From the personal to the societal

The significance of such developments naturally extended far beyond the individual and personal level, and was soon noticed by the then Australian Prime Minister, Julia Gillard. To engage with this new demographic, Gillard invited popular mummy bloggers to a morning tea at Kirribilli House in June 2012, and subsequently for drinks in December 2012.

Going into this uncharted territory, the events attracted dismissive comments from the public, as ‘morning tea with a circle of women’ was considered silly and not acceptable conduct for a Prime Minister – unlike say the familiar male-driven activity of PMs fraternising with sports teams. She also faced resistance from her own party, with Labor MPs reportedly rolling their eyes as she brought up the topic of mummy bloggers and told her caucus to get on Facebook.

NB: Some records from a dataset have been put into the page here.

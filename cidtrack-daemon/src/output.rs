//! Record output -- renders each [`CidRecord`] as one stdout line.

use std::fmt;
use std::str::FromStr;

use clap::ValueEnum;
use tokio::io::{AsyncWrite, AsyncWriteExt};
use tokio::sync::mpsc;

use cidtrack_core::record::CidRecord;

/// How records are rendered.
#[derive(Debug, Clone, Copy, Default, PartialEq, Eq, ValueEnum)]
pub enum OutputFormat {
    /// One JSON object per line.
    #[default]
    Json,
    /// `[RFC3339] CID:<cid> FILE:<basename>`
    Structured,
}

impl OutputFormat {
    pub fn as_str(&self) -> &'static str {
        match self {
            Self::Json => "json",
            Self::Structured => "structured",
        }
    }

    /// Render one record without the trailing newline.
    pub fn render(&self, record: &CidRecord) -> serde_json::Result<String> {
        match self {
            Self::Json => serde_json::to_string(record),
            Self::Structured => Ok(record.to_structured_line()),
        }
    }
}

impl fmt::Display for OutputFormat {
    fn fmt(&self, f: &mut fmt::Formatter<'_>) -> fmt::Result {
        f.write_str(self.as_str())
    }
}

impl FromStr for OutputFormat {
    type Err = anyhow::Error;

    fn from_str(s: &str) -> Result<Self, Self::Err> {
        match s {
            "json" => Ok(Self::Json),
            "structured" => Ok(Self::Structured),
            other => Err(anyhow::anyhow!(
                "unknown output format '{}', expected 'json' or 'structured'",
                other
            )),
        }
    }
}

/// Drain `rx` into `out`, one flushed line per record.
///
/// Returns the number of records written once every sender is gone.
/// A write failure (closed stdout) ends the loop with an error.
pub async fn write_records<W>(
    mut rx: mpsc::Receiver<CidRecord>,
    mut out: W,
    format: OutputFormat,
) -> anyhow::Result<u64>
where
    W: AsyncWrite + Unpin,
{
    let mut written = 0u64;

    while let Some(record) = rx.recv().await {
        let mut line = format.render(&record)?;
        line.push('\n');
        out.write_all(line.as_bytes())
            .await
            .map_err(|e| anyhow::anyhow!("failed to write record: {}", e))?;
        out.flush().await?;
        written += 1;
    }

    out.flush().await?;
    Ok(written)
}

The criticisms were repeated in March 2013, when Gillard was ridiculed for inviting women who “blog about parenting, relationships, school lunches, cupcakes, baby names, water births and getting rid of pantry moths” to a dinner, instead of a group of veterans concerned about their military pensions.

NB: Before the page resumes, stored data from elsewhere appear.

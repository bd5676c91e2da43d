//! 파이프라인 설정
//!
//! [`PipelineConfig`]는 core의
//! [`TrackerConfig`](cidtrack_core::config::TrackerConfig)에서 파생되며 파이프라인에
//! 필요한 실행 설정(폴링 간격, 채널 용량, drain 타임아웃)을 담습니다.
//!
//! # 사용 예시
//! ```ignore
//! use cidtrack_pipeline::config::PipelineConfigBuilder;
//!
//! let config = PipelineConfigBuilder::new()
//!     .log_dir("/var/log/app")
//!     .suffix(".log")
//!     .build()?;
//! ```

use std::path::{Path, PathBuf};
use std::time::Duration;

use serde::{Deserialize, Serialize};

use cidtrack_core::config::{
    CidPatternConfig, DEFAULT_BUFFER_SIZE, DEFAULT_WATCH_INTERVAL, LogSource, TrackerConfig,
    default_cid_patterns, duration_serde,
};
use cidtrack_core::error::ConfigError;

use crate::error::TrackerError;

pub const DEFAULT_LOG_DIR: &str = "/var/log/app";
pub const DEFAULT_SUFFIX: &str = ".log";
pub const DEFAULT_DRAIN_TIMEOUT: Duration = Duration::from_secs(2);
pub const DEFAULT_REPORT_INTERVAL: Duration = Duration::from_secs(30);
/// 종료 문자 없이 내보내기 전까지 버퍼링하는 최대 라인 길이
pub const DEFAULT_MAX_LINE_LENGTH: usize = 64 * 1024;

#[derive(Debug, Clone, PartialEq, Eq, Serialize, Deserialize)]
pub struct PipelineConfig {
    /// 재귀적으로 감시할 루트 디렉토리
    pub log_dir: PathBuf,
    /// 이 suffix로 끝나는 파일만 tail
    pub suffix: String,
    /// EOF에서의 tail reader 폴링 간격
    #[serde(with = "duration_serde")]
    pub poll_interval: Duration,
    /// LogLine 채널 용량
    pub buffer_size: usize,
    /// CidRecord 채널 용량
    pub output_capacity: usize,
    #[serde(with = "duration_serde")]
    pub drain_timeout: Duration,
    #[serde(with = "duration_serde")]
    pub report_interval: Duration,
    pub enforce_u5: bool,
    pub max_line_length: usize,
    pub patterns: Vec<CidPatternConfig>,
}

impl Default for PipelineConfig {
    fn default() -> Self {
        Self {
            log_dir: PathBuf::from(DEFAULT_LOG_DIR),
            suffix: DEFAULT_SUFFIX.to_owned(),
            poll_interval: DEFAULT_WATCH_INTERVAL,
            buffer_size: DEFAULT_BUFFER_SIZE,
            output_capacity: DEFAULT_BUFFER_SIZE,
            drain_timeout: DEFAULT_DRAIN_TIMEOUT,
            report_interval: DEFAULT_REPORT_INTERVAL,
            enforce_u5: true,
            max_line_length: DEFAULT_MAX_LINE_LENGTH,
            patterns: default_cid_patterns(),
        }
    }
}

impl PipelineConfig {
    /// 파일 설정에서 파생합니다. 첫 번째 활성 소스가 디렉토리와
    /// suffix를 제공하고, 나머지 필드는 기본값을 사용합니다.
    pub fn from_core(core: &TrackerConfig) -> Self {
        match core.primary_source() {
            Some(source) => Self::for_source(core, source),
            None => Self::shared(core),
        }
    }

    /// 다중 소스 설정에서 감시 소스 하나에 대한 설정
    pub fn for_source(core: &TrackerConfig, source: &LogSource) -> Self {
        let mut config = Self {
            log_dir: PathBuf::from(&source.path),
            ..Self::shared(core)
        };
        if let Some(suffix) = source.suffix() {
            config.suffix = suffix.to_owned();
        }
        config
    }

    fn shared(core: &TrackerConfig) -> Self {
        Self {
            poll_interval: core.watch_interval,
            buffer_size: core.channel_capacity(),
            output_capacity: core.channel_capacity(),
            enforce_u5: core.enable_u5_only,
            patterns: core.cid_patterns.clone(),
            ..Self::default()
        }
    }

    pub fn validate(&self) -> Result<(), TrackerError> {
        if self.log_dir.as_os_str().is_empty() {
            return Err(invalid("log_dir", "must not be empty"));
        }
        if self.suffix.is_empty() {
            return Err(invalid("suffix", "must not be empty"));
        }
        if self.poll_interval.is_zero() {
            return Err(invalid("poll_interval", "must be greater than 0"));
        }
        if self.buffer_size == 0 {
            return Err(invalid("buffer_size", "must be greater than 0"));
        }
        if self.output_capacity == 0 {
            return Err(invalid("output_capacity", "must be greater than 0"));
        }
        if self.drain_timeout.is_zero() {
            return Err(invalid("drain_timeout", "must be greater than 0"));
        }
        if self.report_interval.is_zero() {
            return Err(invalid("report_interval", "must be greater than 0"));
        }
        if self.max_line_length == 0 {
            return Err(invalid("max_line_length", "must be greater than 0"));
        }

        let mut enabled = 0;
        for pattern in &self.patterns {
            pattern.compile()?;
            if pattern.enabled {
                enabled += 1;
            }
        }
        if enabled == 0 {
            return Err(invalid("patterns", "at least one enabled pattern is required"));
        }

        Ok(())
    }

    /// `log_dir`이 존재하는 디렉토리가 아니면 에러
    pub fn check_log_dir(&self) -> Result<(), TrackerError> {
        if is_dir(&self.log_dir) {
            Ok(())
        } else {
            Err(ConfigError::DirectoryMissing {
                path: self.log_dir.display().to_string(),
            }
            .into())
        }
    }

}

fn is_dir(path: &Path) -> bool {
    std::fs::metadata(path).is_ok_and(|m| m.is_dir())
}

fn invalid(field: &str, reason: &str) -> TrackerError {
    ConfigError::InvalidValue {
        field: field.to_owned(),
        reason: reason.to_owned(),
    }
    .into()
}

#[derive(Debug, Default)]
pub struct PipelineConfigBuilder {
    config: PipelineConfig,
}

impl PipelineConfigBuilder {
    pub fn new() -> Self {
        Self::default()
    }

    /// 기존 설정에서 시작
    pub fn from_config(config: PipelineConfig) -> Self {
        Self { config }
    }

    pub fn log_dir(mut self, dir: impl Into<PathBuf>) -> Self {
        self.config.log_dir = dir.into();
        self
    }

    pub fn suffix(mut self, suffix: impl Into<String>) -> Self {
        self.config.suffix = suffix.into();
        self
    }

    pub fn poll_interval(mut self, interval: Duration) -> Self {
        self.config.poll_interval = interval;
        self
    }

    pub fn buffer_size(mut self, size: usize) -> Self {
        self.config.buffer_size = size;
        self
    }

    pub fn output_capacity(mut self, capacity: usize) -> Self {
        self.config.output_capacity = capacity;
        self
    }

    pub fn drain_timeout(mut self, timeout: Duration) -> Self {
        self.config.drain_timeout = timeout;
        self
    }

    pub fn report_interval(mut self, interval: Duration) -> Self {
        self.config.report_interval = interval;
        self
    }

    pub fn enforce_u5(mut self, enforce: bool) -> Self {
        self.config.enforce_u5 = enforce;
        self
    }

    pub fn max_line_length(mut self, len: usize) -> Self {
        self.config.max_line_length = len;
        self
    }

    pub fn patterns(mut self, patterns: Vec<CidPatternConfig>) -> Self {
        self.config.patterns = patterns;
        self
    }

    /// 검증 후 설정을 반환합니다. 디렉토리 존재 여부는 여기서가 아니라
    /// 시작 시점에 확인합니다.
    pub fn build(self) -> Result<PipelineConfig, TrackerError> {
        self.config.validate()?;
        Ok(self.config)
    }
}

Why it had to be either/or is unclear, but the overall message left no room for confusion: Mothers had no place in the political arena.

It is somewhat ironic that, at the same time as Gillard was criticised for attempting to connect with this new soft demographic, the political landscape was widely seen to be in turmoil. Academics and politicians alike were lamenting the citizens’ decreasing levels of political interest and participation, and its subsequent impacts to democracy.

In many ways, Gillard was ahead of her time. However, without proper support from the Labor MPs, and in the often openly hostile media environment, the social media strategy could not reach its full potential. Following the election of the Liberal Government, the new government’s views on the importance of social media were completely reversed. The then Prime Minister Tony Abbott likened social media activities to ‘online graffiti’, (despite spending millions of dollars every year monitoring and engaging in it), subsequently prompting the Federal Labor MP Rob Mitchell to tweet “So now we are all vandals”.

PhD Research

It was against this backdrop, that the personal experience of participating in an online mothers’ group gained wider significance for me, and started morphing into a project that moved away from the benefits to the individual to its impact on both the broader society and the way in which we study political participation.

My PhD research examined alternative forms of political engagement in an Australian big batch cooking group for mothers, MamaBake. I argued that while mothers were finding new and innovative ways to participate, but since their participation took place in the private sphere, and in forms, which can’t be easily quantified or measured, it often went unnoticed by those who posited that people’s interest in politics was dwindling.

50/50 by 2030 Foundation

In a rather serendipitous timing, in late 2016, just as I was wrapping up my thesis at the Institute for Governance and Policy Analysis, University of Canberra, another exciting development occurred: The veteran journalist and gender equality advocate, Virginia Haussegger, joined the Institute and set up a new gender equality initiative, the 50/50 by 2030 Foundation.

While originally only employed to help set up the Foundation’s media platform, BroadAgenda, I soon morphed into the ‘engine room’ of the Foundation, working across all of its functions with the Founding Director, Virginia, before taking up the role of a Research Fellow in 2019.

Since those crazy early days in 2017, the Foundation has undergone a major evolution, with Virginia handing over the reigns to two co-directors, Professor Kim Rubenstein and Trish Bergin in 2020, but the core function remains the same: We want to see gender equality in all levels of public leadership in Australia by year 2030. The progress so far has been patchy, so we’ve got our work cut out for us.